Occurrence of both nonvolatile and semivolatile carbonaceous air particulate markers using thermal desorption-pyrolysis-gas chromatography-mass spectrometry

Particulate matter (PM) occurring in the atmosphere is a complex mix of organic species that originate from many sources due to long range transport. Many anthropogenic and biogenic sources have unique chemical components that enable their use as atmospheric markers of emissions. Application of thermal desorption-pyrolysis coupled with gas chromatography-mass spectrometry (TD-Pyr-GC-MS) enabled the characterization of both semivolatile and nonvolatile atmospheric markers in PM, both of which are difficult to characterize using traditional TD or solvent extraction alone. The nonvolatile organic PM fraction was found to be significant based on thermal optical analysis (TOA) quantification, with 73-87% of organic carbon (OC) evolving at temperatures above 400 degrees C (i.e., Pyr).
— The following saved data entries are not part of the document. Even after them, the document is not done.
//! Request/response correlation with per-request deadlines.
//!
//! Every outbound request that expects a response is tracked in the pending
//! table until the response arrives, the deadline fires, the transport send
//! fails, or the originating actor stops. All four paths resolve the entry
//! exactly once; the latter three deliver a synthetic `FailedRpc` to the
//! originating actor.

use std::collections::{BTreeMap, HashMap};
use std::sync::{Arc, Mutex};
use std::time::Duration;

use backoff::ExponentialBackoffBuilder;
use tokio::sync::oneshot;
use tokio::task::JoinHandle;

use crate::domain::errors::{LatticeError, LatticeResult};
use crate::domain::models::{
    AuthToken, FailedRpcInfo, FailureKind, Id, RpcEnvelope, RpcKind, RpcPayload,
};
use crate::services::proxy::Proxy;
use crate::services::registry::ActorRegistry;

/// Tuning knobs for the manager.
#[derive(Debug, Clone)]
pub struct RpcManagerConfig {
    /// Deadline for a response before a synthetic transport timeout.
    pub timeout: Duration,
    /// Upper bound on produce retries before reporting transport failure.
    pub produce_retry_window: Duration,
}

impl Default for RpcManagerConfig {
    fn default() -> Self {
        Self {
            timeout: Duration::from_secs(120),
            produce_retry_window: Duration::from_secs(2),
        }
    }
}

struct PendingRpc {
    kind: RpcKind,
    origin: String,
    origin_auth: AuthToken,
    reservation_id: Option<Id>,
    delegation_id: Option<Id>,
    query_reply: Option<oneshot::Sender<BTreeMap<String, String>>>,
    timer: Option<JoinHandle<()>>,
}

/// Outbound dispatch and inbound correlation for every actor in the
/// container. The pending table is shared; entries are keyed by message id.
pub struct RpcManager {
    registry: Arc<ActorRegistry>,
    pending: Mutex<HashMap<Id, PendingRpc>>,
    config: RpcManagerConfig,
}

impl RpcManager {
    pub fn new(registry: Arc<ActorRegistry>, config: RpcManagerConfig) -> Arc<Self> {
        Arc::new(Self {
            registry,
            pending: Mutex::new(HashMap::new()),
            config,
        })
    }

    /// Number of outstanding requests (all actors).
    pub fn pending_count(&self) -> usize {
        self.pending.lock().unwrap().len()
    }

    /// Dispatch an outbound request. Registers a pending entry when the
    /// request expects a response, then hands the envelope to the proxy;
    /// a failed produce resolves the entry with `TransportFailure`.
    pub async fn send(self: &Arc<Self>, origin: &str, proxy: Arc<dyn Proxy>, envelope: RpcEnvelope) {
        if envelope.kind.expected_response().is_some() {
            self.register_pending(origin, &envelope, None);
        }

        let produce = {
            let policy = ExponentialBackoffBuilder::new()
                .with_initial_interval(Duration::from_millis(50))
                .with_max_elapsed_time(Some(self.config.produce_retry_window))
                .build();
            let envelope = envelope.clone();
            backoff::future::retry(policy, || {
                let proxy = proxy.clone();
                let envelope = envelope.clone();
                async move { proxy.execute(envelope).await.map_err(backoff::Error::transient) }
            })
            .await
        };

        if let Err(error) = produce {
            tracing::warn!(origin, target = proxy.target(), %error, "outbound produce failed");
            self.resolve_failure(
                envelope.message_id,
                FailureKind::TransportFailure,
                error.to_string(),
                &envelope,
            );
        }
    }

    /// Dispatch a query and wait for the paired result.
    pub async fn query(
        self: &Arc<Self>,
        origin: &str,
        proxy: Arc<dyn Proxy>,
        envelope: RpcEnvelope,
    ) -> LatticeResult<BTreeMap<String, String>> {
        let (tx, rx) = oneshot::channel();
        self.register_pending(origin, &envelope, Some(tx));

        if let Err(error) = proxy.execute(envelope.clone()).await {
            self.resolve_failure(
                envelope.message_id,
                FailureKind::TransportFailure,
                error.to_string(),
                &envelope,
            );
            return Err(error);
        }

        rx.await
            .map_err(|_| LatticeError::TransportTimeout("query abandoned".into()))
    }

    /// Resolve a response against its pending entry: cancel the deadline
    /// timer and satisfy a waiting query. Returns true when the envelope was
    /// consumed by a query reply and must not be posted further.
    pub fn resolve_response(&self, envelope: &RpcEnvelope) -> bool {
        if let Some(request_id) = envelope.request_id {
            if let Some(entry) = self.take_pending(request_id) {
                if let Some(timer) = entry.timer {
                    timer.abort();
                }
                if let Some(reply) = entry.query_reply {
                    if let RpcPayload::QueryResult(result) = &envelope.payload {
                        let _ = reply.send(result.clone());
                        return true;
                    }
                }
            }
        }
        false
    }

    /// Deliver an inbound envelope to the named actor. Responses resolve
    /// their pending entry first; everything is then posted to the actor's
    /// event queue in arrival order.
    pub fn deliver(&self, target: &str, envelope: RpcEnvelope) {
        if self.resolve_response(&envelope) {
            return;
        }

        match self.registry.get(target) {
            Some(handle) => {
                if let Err(error) = handle.deliver(envelope) {
                    tracing::warn!(target, %error, "inbound delivery refused");
                }
            }
            None => tracing::warn!(target, "inbound message for unknown actor dropped"),
        }
    }

    /// Cancel every pending request originated by the named actor. The
    /// synthetic `Cancelled` failures are posted to its queue; a stopping
    /// actor drops them with the rest of its backlog.
    pub fn cancel_actor(&self, origin: &str) {
        let cancelled: Vec<(Id, PendingRpc)> = {
            let mut pending = self.pending.lock().unwrap();
            let ids: Vec<Id> = pending
                .iter()
                .filter(|(_, p)| p.origin == origin)
                .map(|(id, _)| *id)
                .collect();
            ids.into_iter()
                .filter_map(|id| pending.remove(&id).map(|p| (id, p)))
                .collect()
        };

        for (message_id, entry) in cancelled {
            if let Some(timer) = &entry.timer {
                timer.abort();
            }
            self.post_failed(
                message_id,
                &entry,
                FailureKind::Cancelled,
                "actor stopped with request outstanding".to_string(),
                false,
            );
        }
    }

    fn register_pending(
        self: &Arc<Self>,
        origin: &str,
        envelope: &RpcEnvelope,
        query_reply: Option<oneshot::Sender<BTreeMap<String, String>>>,
    ) {
        let message_id = envelope.message_id;
        let timer = {
            let manager = Arc::downgrade(self);
            let timeout = self.config.timeout;
            tokio::spawn(async move {
                tokio::time::sleep(timeout).await;
                if let Some(manager) = manager.upgrade() {
                    manager.timeout_request(message_id);
                }
            })
        };

        let entry = PendingRpc {
            kind: envelope.kind,
            origin: origin.to_string(),
            origin_auth: envelope.auth.clone(),
            reservation_id: envelope.reservation_id(),
            delegation_id: envelope.delegation_id(),
            query_reply,
            timer: Some(timer),
        };
        self.pending.lock().unwrap().insert(message_id, entry);
    }

    fn take_pending(&self, message_id: Id) -> Option<PendingRpc> {
        self.pending.lock().unwrap().remove(&message_id)
    }

    fn timeout_request(&self, message_id: Id) {
        if let Some(entry) = self.take_pending(message_id) {
            tracing::warn!(
                %message_id,
                kind = entry.kind.as_str(),
                origin = %entry.origin,
                "request deadline exceeded"
            );
            self.post_failed(
                message_id,
                &entry,
                FailureKind::TransportTimeout,
                format!("no response to {} within deadline", entry.kind),
                true,
            );
        }
    }

    fn resolve_failure(
        &self,
        message_id: Id,
        failure: FailureKind,
        details: String,
        envelope: &RpcEnvelope,
    ) {
        // Fire-and-forget requests have no pending entry; synthesize one so
        // the origin still learns about the transport failure.
        let entry = self.take_pending(message_id).unwrap_or_else(|| PendingRpc {
            kind: envelope.kind,
            origin: envelope.auth.name.clone(),
            origin_auth: envelope.auth.clone(),
            reservation_id: envelope.reservation_id(),
            delegation_id: envelope.delegation_id(),
            query_reply: None,
            timer: None,
        });
        if let Some(timer) = &entry.timer {
            timer.abort();
        }
        self.post_failed(message_id, &entry, failure, details, false);
    }

    fn post_failed(
        &self,
        message_id: Id,
        entry: &PendingRpc,
        failure: FailureKind,
        details: String,
        via_timer_queue: bool,
    ) {
        let info = FailedRpcInfo {
            request_id: message_id,
            failed_kind: entry.kind,
            reservation_id: entry.reservation_id,
            delegation_id: entry.delegation_id,
            failure,
            error_details: format!("{}: {details}", failure.as_str()),
        };
        let envelope = RpcEnvelope::request(
            RpcKind::FailedRpc,
            entry.origin.clone(),
            entry.origin_auth.clone(),
            RpcPayload::Failed(info),
        );

        match self.registry.get(&entry.origin) {
            Some(handle) => {
                let result = if via_timer_queue {
                    handle.queue_timer_envelope(envelope)
                } else {
                    handle.deliver(envelope)
                };
                if let Err(error) = result {
                    tracing::debug!(origin = %entry.origin, %error, "failed-rpc delivery dropped");
                }
            }
            None => tracing::debug!(origin = %entry.origin, "failed-rpc for unknown actor dropped"),
        }
    }
}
The semivolatile organic carbon (SVOC) fraction (i.e., TD) of PM featured distinct profiles of alkanes, fatty acids, fatty acid methyl esters and 2-ring polycyclic aromatic hydrocarbons (PAHs), mostly associated with biogenic origin. By contrast, in the Pyr fractions of carbonaceous PM, highly abundant homologous series of n-alkenes, n-alkylbenzenes, PAHs, n-alkanes, and substituted phenols were identified. The occurrence of these compounds is conveyed through newly developed pyrolytic indicators reflecting the breakdown of biogenic sources, e.g., plant lipids, although certain sampling periods showed a contribution of anthropogenic origin. These previously unresolved biogenic and anthropogenic Pyr profiles provide a more representative characterization of atmospheric PM that can help in identifying emission sources.

Automated summary

The study highlights the use of thermal desorption-pyrolysis coupled with gas chromatography-mass spectrometry to characterize organic species in atmospheric particulate matter. Different chemical components in nonvolatile and semivolatile organic PM fractions provide insights into different emission sources, with biogenic and anthropogenic markers distinguishing their origins. These findings offer a more comprehensive characterization of atmospheric PM and aid in identifying emission sources.